Lesson 6 In-Class Discussion ✅

Should we be concerned that FillMissing() fills the median for all time periods in the train set which could cause data leakage issues? As opposed to fill by median by month for example ?

1 Like

Is this also the way to do a regression with computer vision ?

2 Likes

@crostino and @bholmer @sgugger In this case you can use a the hashing trick to categorify values into a set number of bins. A test data point with a value that is previously unseen in the training data will be assigned to one of the existing hash bins. Not sure if fastai library has implemented this process?

3 Likes

Is there a way to encode ordinal variables, e.g. categories that have an order (e.g. “bad”, “good”, “best”)?

4 Likes

procs is your list of tabular preprocessor you want to use (internally they’ll all be included in one single PreProcessor).

So it is possible to pass another data type, instead of FloatList, right?

1 Like

Yes, the data block API is unified that way.

1 Like

You can customize the value used to fill missing.

1 Like

Is “-ify” suffix a fastai think or is that a python thing?
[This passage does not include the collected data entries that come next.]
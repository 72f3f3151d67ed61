//! In-memory zones service
//!
//! Implements the project-scoped zones endpoint (create, query, get, update,
//! delete) with server-side versioning and optimistic-concurrency checks.
//! Used as the remote side of the fixture integration tests and runnable
//! standalone through the `zone-mock` binary.

pub mod api;
pub mod config;
pub mod error;
pub mod server;
pub mod state;
pub mod store;

pub use api::router;
pub use config::{ConfigError, MockConfig};
pub use error::{MockError, MockResult};
pub use server::MockServer;
pub use state::AppState;
pub use store::{DeletionRecord, ZoneSelector, ZoneStore};
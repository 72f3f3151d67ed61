//! Client error types

use reqwest::StatusCode;
use shared::ErrorObject;
use shared::error::{CONCURRENT_MODIFICATION, RESOURCE_NOT_FOUND};
use thiserror::Error;

/// Client error type
#[derive(Debug, Error)]
pub enum ClientError {
    /// HTTP request failed (connect, timeout, TLS, body read)
    #[error("HTTP error: {0}")]
    Http(#[from] reqwest::Error),

    /// Structured error body returned by the API
    #[error("API error ({status}): {message}")]
    Api {
        status: StatusCode,
        message: String,
        errors: Vec<ErrorObject>,
    },

    /// Authentication required
    #[error("Authentication required")]
    Unauthorized,

    /// Resource not found (unstructured body)
    #[error("Not found: {0}")]
    NotFound(String),

    /// Non-2xx response without a structured error body
    #[error("Unexpected response ({status}): {body}")]
    Unexpected { status: StatusCode, body: String },

    /// Success response that carried no usable payload
    #[error("Invalid response: {0}")]
    InvalidResponse(String),

    /// Serialization error
    #[error("Serialization error: {0}")]
    Serialization(#[from] serde_json::Error),

    /// Configuration error
    #[error("Configuration error: {0}")]
    Config(String),

    /// Base URL cannot carry path segments
    #[error("Invalid URL: {0}")]
    InvalidUrl(String),
}

impl ClientError {
    /// HTTP status of the failed response, if the server answered
    pub fn status(&self) -> Option<StatusCode> {
        match self {
            Self::Api { status, .. } | Self::Unexpected { status, .. } => Some(*status),
            Self::Unauthorized => Some(StatusCode::UNAUTHORIZED),
            Self::NotFound(_) => Some(StatusCode::NOT_FOUND),
            Self::Http(e) => e.status(),
            _ => None,
        }
    }

    /// Stale version token on update/delete
    pub fn is_concurrent_modification(&self) -> bool {
        match self {
            Self::Api { status, errors, .. } => {
                *status == StatusCode::CONFLICT
                    || errors.iter().any(|e| e.code == CONCURRENT_MODIFICATION)
            }
            Self::Unexpected { status, .. } => *status == StatusCode::CONFLICT,
            _ => false,
        }
    }

    pub fn is_not_found(&self) -> bool {
        match self {
            Self::NotFound(_) => true,
            Self::Api { status, errors, .. } => {
                *status == StatusCode::NOT_FOUND
                    || errors.iter().any(|e| e.code == RESOURCE_NOT_FOUND)
            }
            _ => false,
        }
    }

    /// Version the server currently holds, reported with a concurrent modification
    pub fn current_version(&self) -> Option<i64> {
        match self {
            Self::Api { errors, .. } => errors
                .iter()
                .filter(|e| e.code == CONCURRENT_MODIFICATION)
                .find_map(ErrorObject::current_version),
            _ => None,
        }
    }
}

/// Result type for client operations
pub type ClientResult<T> = Result<T, ClientError>;
//! Request values produced by the builders in [`crate::api_root`]

use std::marker::PhantomData;

use reqwest::Method;
use serde::Serialize;
use serde::de::DeserializeOwned;
use shared::{Zone, ZonePagedQueryResponse};

use crate::{ClientResult, HttpClient};

/// One fully described API call, executed with [`ApiRequest::execute_blocking`]
///
/// `T` is the response payload, `B` the JSON body (`()` for bodiless calls).
#[derive(Debug, Clone)]
pub struct ApiRequest<T, B = ()> {
    pub(crate) http: HttpClient,
    pub(crate) method: Method,
    /// Unencoded path segments below the base URL
    pub(crate) segments: Vec<String>,
    pub(crate) query: Vec<(String, String)>,
    pub(crate) headers: Vec<(String, String)>,
    pub(crate) body: Option<B>,
    _response: PhantomData<fn() -> T>,
}

impl<T, B> ApiRequest<T, B>
where
    T: DeserializeOwned,
    B: Serialize,
{
    pub(crate) fn new(http: HttpClient, method: Method, segments: Vec<String>) -> Self {
        Self {
            http,
            method,
            segments,
            query: Vec::new(),
            headers: Vec::new(),
            body: None,
            _response: PhantomData,
        }
    }

    pub(crate) fn with_body(mut self, body: B) -> Self {
        self.body = Some(body);
        self
    }

    /// Append a query parameter (repeatable names are kept in order)
    pub fn with_query_param(mut self, name: impl Into<String>, value: impl ToString) -> Self {
        self.query.push((name.into(), value.to_string()));
        self
    }

    /// Add a request header
    pub fn with_header(mut self, name: impl Into<String>, value: impl Into<String>) -> Self {
        self.headers.push((name.into(), value.into()));
        self
    }

    /// Expand a reference in the response
    pub fn with_expand(self, expand: impl Into<String>) -> Self {
        self.with_query_param("expand", expand.into())
    }

    pub fn method(&self) -> &Method {
        &self.method
    }

    /// Resolved request URL (path segments and query percent-encoded)
    pub fn url(&self) -> ClientResult<reqwest::Url> {
        self.http.url(&self.segments, &self.query)
    }

    /// Send the request and block until the response is decoded
    pub fn execute_blocking(&self) -> ClientResult<T> {
        self.http.execute(self)
    }
}

/// `DELETE` of a single zone; the API requires the current version
#[derive(Debug, Clone)]
pub struct ZoneDeleteRequest {
    inner: ApiRequest<Zone>,
}

impl ZoneDeleteRequest {
    pub(crate) fn new(inner: ApiRequest<Zone>) -> Self {
        Self { inner }
    }

    /// Version token the deletion is conditional on
    pub fn add_version(mut self, version: i64) -> Self {
        self.inner = self.inner.with_query_param("version", version);
        self
    }

    /// Also erase personal data tied to the resource
    pub fn with_data_erasure(mut self, data_erasure: bool) -> Self {
        self.inner = self.inner.with_query_param("dataErasure", data_erasure);
        self
    }

    pub fn with_expand(mut self, expand: impl Into<String>) -> Self {
        self.inner = self.inner.with_expand(expand);
        self
    }

    pub fn url(&self) -> ClientResult<reqwest::Url> {
        self.inner.url()
    }

    pub fn execute_blocking(&self) -> ClientResult<Zone> {
        self.inner.execute_blocking()
    }
}

/// `GET` on the zones collection
#[derive(Debug, Clone)]
pub struct ZoneQueryRequest {
    inner: ApiRequest<ZonePagedQueryResponse>,
}

impl ZoneQueryRequest {
    pub(crate) fn new(inner: ApiRequest<ZonePagedQueryResponse>) -> Self {
        Self { inner }
    }

    pub fn with_limit(mut self, limit: u32) -> Self {
        self.inner = self.inner.with_query_param("limit", limit);
        self
    }

    pub fn with_offset(mut self, offset: u32) -> Self {
        self.inner = self.inner.with_query_param("offset", offset);
        self
    }

    /// Query predicate, e.g. `key="zone-1"`
    pub fn with_where(mut self, predicate: impl Into<String>) -> Self {
        self.inner = self.inner.with_query_param("where", predicate.into());
        self
    }

    /// Sort expression, e.g. `createdAt desc`
    pub fn with_sort(mut self, sort: impl Into<String>) -> Self {
        self.inner = self.inner.with_query_param("sort", sort.into());
        self
    }

    pub fn with_with_total(mut self, with_total: bool) -> Self {
        self.inner = self.inner.with_query_param("withTotal", with_total);
        self
    }

    pub fn url(&self) -> ClientResult<reqwest::Url> {
        self.inner.url()
    }

    pub fn execute_blocking(&self) -> ClientResult<ZonePagedQueryResponse> {
        self.inner.execute_blocking()
    }
}
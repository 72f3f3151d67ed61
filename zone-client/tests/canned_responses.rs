// zone-client/tests/canned_responses.rs
// Client and fixtures against a service that returns a fixed body

use reqwest::StatusCode;
use zone_client::{ApiRoot, ClientConfig, ClientError, FixtureContext};
use zone_mock::MockServer;

const PROJECT: &str = "canned-test";

fn zone_body(id: &str, key: &str) -> String {
    serde_json::json!({
        "id": id,
        "version": 1,
        "key": key,
        "name": "n1",
        "locations": [],
        "createdAt": "2024-01-01T00:00:00Z",
        "lastModifiedAt": "2024-01-01T00:00:00Z",
    })
    .to_string()
}

fn canned(status: StatusCode, body: impl Into<String>) -> MockServer {
    MockServer::start_canned(status, body).expect("Failed to start canned server")
}

fn context(server: &MockServer) -> FixtureContext {
    let config = ClientConfig::new(server.base_url(), PROJECT).with_timeout(5);
    FixtureContext::from_config(&config).expect("Failed to build fixture context")
}

fn root(server: &MockServer) -> ApiRoot {
    let config = ClientConfig::new(server.base_url(), PROJECT).with_timeout(5);
    ApiRoot::new(config.build_http_client().expect("Failed to build client"))
}

#[test]
#[should_panic(expected = "created zone key does not match the draft")]
fn test_create_zone_rejects_mismatched_key() {
    let server = canned(StatusCode::CREATED, zone_body("abc", "other"));
    let ctx = context(&server);

    let _ = ctx.zones().create_zone();
}

#[test]
#[should_panic(expected = "deleted zone id does not match the request")]
fn test_delete_zone_rejects_mismatched_id() {
    let server = canned(StatusCode::OK, zone_body("zzz", "k1"));
    let ctx = context(&server);

    let _ = ctx.zones().delete_zone("abc", 1);
}

#[test]
fn test_null_body_is_invalid_response() {
    let server = canned(StatusCode::OK, "null");
    let zones = root(&server).with_project_key(PROJECT).zones();

    let err = zones.with_id("abc").get().execute_blocking().unwrap_err();
    assert!(matches!(err, ClientError::InvalidResponse(_)), "got {err:?}");
}

#[test]
fn test_empty_body_is_invalid_response() {
    let server = canned(StatusCode::OK, "");
    let zones = root(&server).with_project_key(PROJECT).zones();

    let err = zones.with_id("abc").get().execute_blocking().unwrap_err();
    assert!(matches!(err, ClientError::InvalidResponse(_)), "got {err:?}");
}

#[test]
fn test_undecodable_body_is_serialization_error() {
    let server = canned(StatusCode::OK, r#"{"id": 1}"#);
    let zones = root(&server).with_project_key(PROJECT).zones();

    let err = zones.with_id("abc").get().execute_blocking().unwrap_err();
    assert!(matches!(err, ClientError::Serialization(_)), "got {err:?}");
}

#[test]
fn test_with_zone_surfaces_null_create_response() {
    let server = canned(StatusCode::CREATED, "null");
    let ctx = context(&server);
    let mut called = false;

    let err = ctx.zones().with_zone(|_zone| called = true).unwrap_err();
    assert!(matches!(err, ClientError::InvalidResponse(_)), "got {err:?}");
    assert!(!called);
}
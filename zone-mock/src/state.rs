use crate::store::ZoneStore;

/// Shared handler state
#[derive(Debug, Default)]
pub struct AppState {
    pub store: ZoneStore,
    /// Bearer token every request must carry; `None` disables the check
    pub token: Option<String>,
}

impl AppState {
    pub fn new(token: Option<String>) -> Self {
        Self {
            store: ZoneStore::new(),
            token,
        }
    }
}
//! Blocking HTTP transport for API calls

use std::time::Duration;

use reqwest::blocking::{Client, Response};
use reqwest::{StatusCode, Url};
use serde::Serialize;
use serde::de::DeserializeOwned;
use shared::ErrorResponse;

use crate::request::ApiRequest;
use crate::{ClientConfig, ClientError, ClientResult};

/// HTTP client for making blocking requests to the API
///
/// Cheap to clone; clones share the underlying connection pool.
#[derive(Debug, Clone)]
pub struct HttpClient {
    client: Client,
    base_url: Url,
    token: Option<String>,
}

impl HttpClient {
    /// Create a new HTTP client from configuration
    pub fn new(config: &ClientConfig) -> ClientResult<Self> {
        let client = Client::builder()
            .timeout(Duration::from_secs(config.timeout))
            .build()?;

        let base_url = Url::parse(config.api_url.trim_end_matches('/'))
            .map_err(|e| ClientError::InvalidUrl(format!("{}: {e}", config.api_url)))?;
        if base_url.cannot_be_a_base() {
            return Err(ClientError::InvalidUrl(config.api_url.clone()));
        }

        Ok(Self {
            client,
            base_url,
            token: config.token.clone(),
        })
    }

    /// Set the authentication token
    pub fn with_token(mut self, token: impl Into<String>) -> Self {
        self.token = Some(token.into());
        self
    }

    /// Get the current token
    pub fn token(&self) -> Option<&str> {
        self.token.as_deref()
    }

    pub fn base_url(&self) -> &Url {
        &self.base_url
    }

    /// Build authorization header value
    fn auth_header(&self) -> Option<String> {
        self.token.as_ref().map(|t| format!("Bearer {}", t))
    }

    /// Append path segments and query pairs to the base URL
    pub(crate) fn url(&self, segments: &[String], query: &[(String, String)]) -> ClientResult<Url> {
        let mut url = self.base_url.clone();
        url.path_segments_mut()
            .map_err(|_| ClientError::InvalidUrl(self.base_url.to_string()))?
            .pop_if_empty()
            .extend(segments);
        if !query.is_empty() {
            url.query_pairs_mut().extend_pairs(query);
        }
        Ok(url)
    }

    /// Send one request; no retries
    pub(crate) fn execute<T, B>(&self, request: &ApiRequest<T, B>) -> ClientResult<T>
    where
        T: DeserializeOwned,
        B: Serialize,
    {
        let url = self.url(&request.segments, &request.query)?;
        tracing::debug!(method = %request.method, url = %url, "Sending request");

        let mut builder = self.client.request(request.method.clone(), url.clone());
        if let Some(auth) = self.auth_header() {
            builder = builder.header(reqwest::header::AUTHORIZATION, auth);
        }
        for (name, value) in &request.headers {
            builder = builder.header(name.as_str(), value.as_str());
        }
        if let Some(body) = &request.body {
            builder = builder.json(body);
        }

        let response = builder.send().inspect_err(|e| {
            tracing::warn!(method = %request.method, url = %url, error = %e, "Request failed");
        })?;

        Self::handle_response(response)
    }

    /// Handle the HTTP response
    fn handle_response<T: DeserializeOwned>(response: Response) -> ClientResult<T> {
        let status = response.status();
        let text = response.text()?;

        if !status.is_success() {
            tracing::warn!(status = %status, "API returned an error response");
            // Prefer the structured error body
            if let Ok(api_err) = serde_json::from_str::<ErrorResponse>(&text) {
                return Err(ClientError::Api {
                    status,
                    message: api_err.message,
                    errors: api_err.errors,
                });
            }
            return match status {
                StatusCode::UNAUTHORIZED => Err(ClientError::Unauthorized),
                StatusCode::NOT_FOUND => Err(ClientError::NotFound(text)),
                _ => Err(ClientError::Unexpected { status, body: text }),
            };
        }

        let trimmed = text.trim();
        if trimmed.is_empty() || trimmed == "null" {
            return Err(ClientError::InvalidResponse(format!(
                "empty body with status {status}"
            )));
        }

        serde_json::from_str(trimmed).map_err(Into::into)
    }
}
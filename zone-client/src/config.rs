//! Client configuration

use crate::{ClientError, ClientResult, HttpClient};

/// API host used when `CTP_API_URL` is not set
pub const DEFAULT_API_URL: &str = "https://api.europe-west1.gcp.commercetools.com";

/// Request timeout used when `CTP_TIMEOUT_SECS` is not set
pub const DEFAULT_TIMEOUT_SECS: u64 = 30;

/// Client configuration for connecting to the API
#[derive(Debug, Clone)]
pub struct ClientConfig {
    /// API base URL (e.g., "https://api.europe-west1.gcp.commercetools.com")
    pub api_url: String,

    /// Project every request is scoped to
    pub project_key: String,

    /// Bearer token for authentication
    pub token: Option<String>,

    /// Request timeout in seconds
    pub timeout: u64,
}

impl ClientConfig {
    /// Create a new client configuration
    pub fn new(api_url: impl Into<String>, project_key: impl Into<String>) -> Self {
        Self {
            api_url: api_url.into(),
            project_key: project_key.into(),
            token: None,
            timeout: DEFAULT_TIMEOUT_SECS,
        }
    }

    /// Load configuration from the environment (and a `.env` file if present)
    ///
    /// - `CTP_API_URL` (default [`DEFAULT_API_URL`])
    /// - `CTP_PROJECT_KEY` (required)
    /// - `CTP_ACCESS_TOKEN` (optional)
    /// - `CTP_TIMEOUT_SECS` (default [`DEFAULT_TIMEOUT_SECS`])
    pub fn from_env() -> ClientResult<Self> {
        let _ = dotenvy::dotenv();
        Self::from_lookup(|name| std::env::var(name).ok())
    }

    /// Build configuration from an arbitrary variable source
    pub fn from_lookup<F>(lookup: F) -> ClientResult<Self>
    where
        F: Fn(&str) -> Option<String>,
    {
        let project_key = lookup("CTP_PROJECT_KEY")
            .filter(|v| !v.trim().is_empty())
            .ok_or_else(|| ClientError::Config("CTP_PROJECT_KEY must be set".to_string()))?;

        let api_url = lookup("CTP_API_URL").unwrap_or_else(|| DEFAULT_API_URL.to_string());

        let timeout = match lookup("CTP_TIMEOUT_SECS") {
            Some(raw) => raw.trim().parse().map_err(|_| {
                ClientError::Config(format!("CTP_TIMEOUT_SECS is not a number: {raw}"))
            })?,
            None => DEFAULT_TIMEOUT_SECS,
        };

        let mut config = Self::new(api_url, project_key).with_timeout(timeout);
        if let Some(token) = lookup("CTP_ACCESS_TOKEN").filter(|t| !t.is_empty()) {
            config = config.with_token(token);
        }
        Ok(config)
    }

    /// Set the bearer token
    pub fn with_token(mut self, token: impl Into<String>) -> Self {
        self.token = Some(token.into());
        self
    }

    /// Set the request timeout
    pub fn with_timeout(mut self, seconds: u64) -> Self {
        self.timeout = seconds;
        self
    }

    /// Create an HTTP client from this configuration
    pub fn build_http_client(&self) -> ClientResult<HttpClient> {
        HttpClient::new(self)
    }
}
I know I’ve seen listify in the fastai library as well.

Even though it says “float” list, the values look like integers…?

1 Like

There’s not subcategories. It takes the full categories like [Jan,Feb] or [Feb,Mar]…

If you want classification or multi-classification or something more crazy, yes.

1 Like

You can use get_dummies

https://pandas.pydata.org/pandas-docs/stable/generated/pandas.get_dummies.html

THis way you can create columns to track whether they contain the month or not in the promo.

4 Likes

What happens if your training dataset has no unknown variables? The model will throw an error because it has never seen that value before? I guess a more general question is how to make your model robust enough to deal with data that it has not seen.

1 Like

FloatList is because you want to do regression. Even if your targets are ints.

3 Likes

It’s a Jeremy thing, so we can say it’s a fastai thing :wink:

6 Likes

Can you please elaborate when to use RMSE versus RMSPE (root mean sq. percent error) as loss functions?

4 Likes

anyone else getting the error that nb_008 module not found in the rossman_data_clean notebook?

5 Likes

What do you mean? If you have new fields in your datafame, yes the model will throw an error. If you have new values, they’ll be treated as unknown (because the model didn’t know them while training) and there won’t be any bug.

Why was Jeremy sure just now that we would overfit?

1 Like